University of the Pacific medical staff and a Medicare professional review data during a health clinic at Sierra Vista Housing Authority in Stockton, Calif.
University of the Pacific medical staff and a Medicare professional review data during a health clinic at Sierra Vista Housing Authority in Stockton, Calif.
Published Nov. 23

Since the start of the COVID-19 pandemic, SIMEDHealth and many other health care providers have worked tirelessly to provide care for our communities. Our SIMEDHealth team of 125 Florida licensed health care providers and 514 employees impress me daily with their dedication, ingenuity and sheer stamina. We’ve physically, emotionally and financially weathered the battle on our unrelenting foe. But now, we’re facing an additional heedless challenge, not from the virus, but from Congress.

Daniel M. Duncanson
Daniel M. Duncanson [ Provided ]

Looming Medicare fee cuts will further stress health care in our region, as well as in others across the nation. At this critical time Congress needs to act very soon to prevent these cuts from taking effect. All Medicare providers are facing upwards of 10 percent cuts in reimbursements starting in January 2022. For SIMEDHealth this would have a significant impact.

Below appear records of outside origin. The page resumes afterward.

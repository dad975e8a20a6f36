use anyhow::Result;
use clap::Parser;
use tracing_subscriber::{fmt, prelude::*, EnvFilter};

mod cli;

use cli::{run_command, Cli};
use vie::Config;

#[tokio::main]
async fn main() -> Result<()> {
    let cli = Cli::parse();

    let config = match &cli.config {
        Some(path) => Config::load(path),
        None => Config::load_or_default(),
    };
    let config = match config {
        Ok(config) => config,
        Err(e) => {
            eprintln!("Error: {:#}", e);
            std::process::exit(1);
        }
    };

    // Initialize logging
    let filter = if cli.debug {
        EnvFilter::new("debug")
    } else {
        EnvFilter::try_from_default_env()
            .unwrap_or_else(|_| EnvFilter::new(&config.general.log_level))
    };

    tracing_subscriber::registry()
        .with(fmt::layer().with_target(false).with_writer(std::io::stderr))
        .with(filter)
        .init();

    // Run the command
    if let Err(e) = run_command(cli, config).await {
        eprintln!("Error: {:#}", e);
        std::process::exit(1);
    }

    Ok(())
}
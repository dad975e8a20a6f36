pub mod config;
pub mod error;
pub mod ml;
pub mod models;
pub mod service;

pub use config::Config;
pub use error::{EngineError, ErrorKind, ErrorResponse, Result};
pub use models::{
    DetectRequest, DetectionOutput, HealthStatus, ModelStatus, TrainRequest, TrainingResult,
    TrainingStatus,
};
pub use service::AnomalyService;
use anyhow::{anyhow, bail, Context, Result};
use clap::{Parser, Subcommand};
use serde::Serialize;
use serde_json::Value;
use std::io::Read;
use std::path::{Path, PathBuf};

use vie::models::DEFAULT_MODEL_ID;
use vie::{AnomalyService, Config, DetectRequest, EngineError, TrainRequest};

#[derive(Parser)]
#[command(name = "vie")]
#[command(author, version, about = "Per-identifier anomaly model training and scoring")]
#[command(propagate_version = true)]
pub struct Cli {
    /// Path to configuration file
    #[arg(short, long, global = true)]
    pub config: Option<PathBuf>,

    /// Enable debug logging
    #[arg(short, long, global = true)]
    pub debug: bool,

    #[command(subcommand)]
    pub command: Commands,
}

#[derive(Subcommand)]
pub enum Commands {
    /// Train (or retrain) a model
    Train {
        /// Model identifier
        #[arg(short, long, default_value = DEFAULT_MODEL_ID)]
        model_id: String,

        /// Expected outlier fraction in (0, 0.5]
        #[arg(short = 'k', long)]
        contamination: Option<f64>,

        /// JSON file holding a list of rows ("-" for stdin)
        data: PathBuf,
    },

    /// Score rows against a trained model
    Detect {
        /// Model identifier
        #[arg(short, long, default_value = DEFAULT_MODEL_ID)]
        model_id: String,

        /// JSON file holding a list of rows ("-" for stdin)
        data: PathBuf,
    },

    /// Show model status
    Status {
        /// Model identifier
        model_id: String,
    },

    /// List stored models
    List,

    /// Delete a model and its artifact
    Delete {
        /// Model identifier
        model_id: String,

        /// Confirm the action
        #[arg(long)]
        yes: bool,
    },

    /// Liveness check
    Health,

    /// Generate default configuration file
    GenConfig {
        /// Output path (default: stdout)
        #[arg(short, long)]
        output: Option<PathBuf>,
    },
}

pub async fn run_command(cli: Cli, config: Config) -> Result<()> {
    match cli.command {
        Commands::GenConfig { output } => {
            let default = Config::default();
            match output {
                Some(path) => {
                    default.save(&path)?;
                    println!("Configuration written to {}", path.display());
                }
                None => print!("{}", toml::to_string_pretty(&default)?),
            }
            Ok(())
        }

        Commands::Health => {
            // No service needed: liveness must not depend on model state
            print_json(&vie::HealthStatus::operational())
        }

        Commands::Train {
            model_id,
            contamination,
            data,
        } => {
            let request = TrainRequest {
                data: read_matrix(&data)?,
                model_id,
                contamination,
            };
            let service = start(config)?;
            let result = service.train(request).await.map_err(engine_failure)?;
            print_json(&result)?;
            if !result.is_success() {
                bail!("training failed: {}", result.message);
            }
            Ok(())
        }

        Commands::Detect { model_id, data } => {
            let request = DetectRequest {
                data: read_matrix(&data)?,
                model_id,
            };
            let output = start(config)?
                .detect(request)
                .await
                .map_err(engine_failure)?;
            print_json(&output)
        }

        Commands::Status { model_id } => print_json(&start(config)?.status(&model_id)),

        Commands::List => {
            for id in start(config)?.list_models().map_err(engine_failure)? {
                println!("{}", id);
            }
            Ok(())
        }

        Commands::Delete { model_id, yes } => {
            if !yes {
                bail!("refusing to delete '{}' without --yes", model_id);
            }
            if start(config)?.delete(&model_id).map_err(engine_failure)? {
                println!("Deleted model '{}'", model_id);
            } else {
                println!("Model '{}' not found", model_id);
            }
            Ok(())
        }
    }
}

fn start(config: Config) -> Result<AnomalyService> {
    AnomalyService::new(config).map_err(engine_failure)
}

/// Print the structured error body, then hand the error back for the exit code
fn engine_failure(e: EngineError) -> anyhow::Error {
    if let Ok(body) = serde_json::to_string_pretty(&e.to_response()) {
        println!("{}", body);
    }
    anyhow!(e)
}

fn read_matrix(path: &Path) -> Result<Value> {
    let content = if path == Path::new("-") {
        let mut buf = String::new();
        std::io::stdin()
            .read_to_string(&mut buf)
            .context("Failed to read data from stdin")?;
        buf
    } else {
        std::fs::read_to_string(path)
            .with_context(|| format!("Failed to read data file: {}", path.display()))?
    };

    serde_json::from_str(&content)
        .with_context(|| format!("Data in {} is not valid JSON", path.display()))
}

fn print_json<T: Serialize>(value: &T) -> Result<()> {
    println!("{}", serde_json::to_string_pretty(value)?);
    Ok(())
}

Similar to other industries, the pandemic already has inflected a toll on SIMEDHealth and other health care groups, and our patients. Like many employers, we face a shortage of qualified labor which affects are ability to broadly offer services at the pre-pandemic level. We have incurred the increased costs associated with continuing to protect our staff and patients. These potential Medicare cuts would further exacerbate the financial pressures facing all health care providers.

How can this added hardship be prevented? Congress has to take action, and do it soon. All of these things will go into place Jan. 1, unless Congress acts:

1. Since 2013 Congress has authorized the automatic reduction of all Medicare payments by 2 percent. This Medicare sequestration was halted in April 2020 during the public health emergency, however it is slated to expire Dec. 31.

2. The Medicare conversion factor is a multiplier used for Medicare to calculate the reimbursement fee for each and every Part B billed claim. The conversion factor is scheduled to be reduced by 3.75 percent in 2022.

3. The Pay-As-You-Go Act of 2010 (PAYGO) requires all new legislative expenditures, taxes, or fees taken together must not increase projected deficits. As a consequence of the pandemic related relief spending since March 2020, automatic 4 percent reductions in the fee schedule will occur.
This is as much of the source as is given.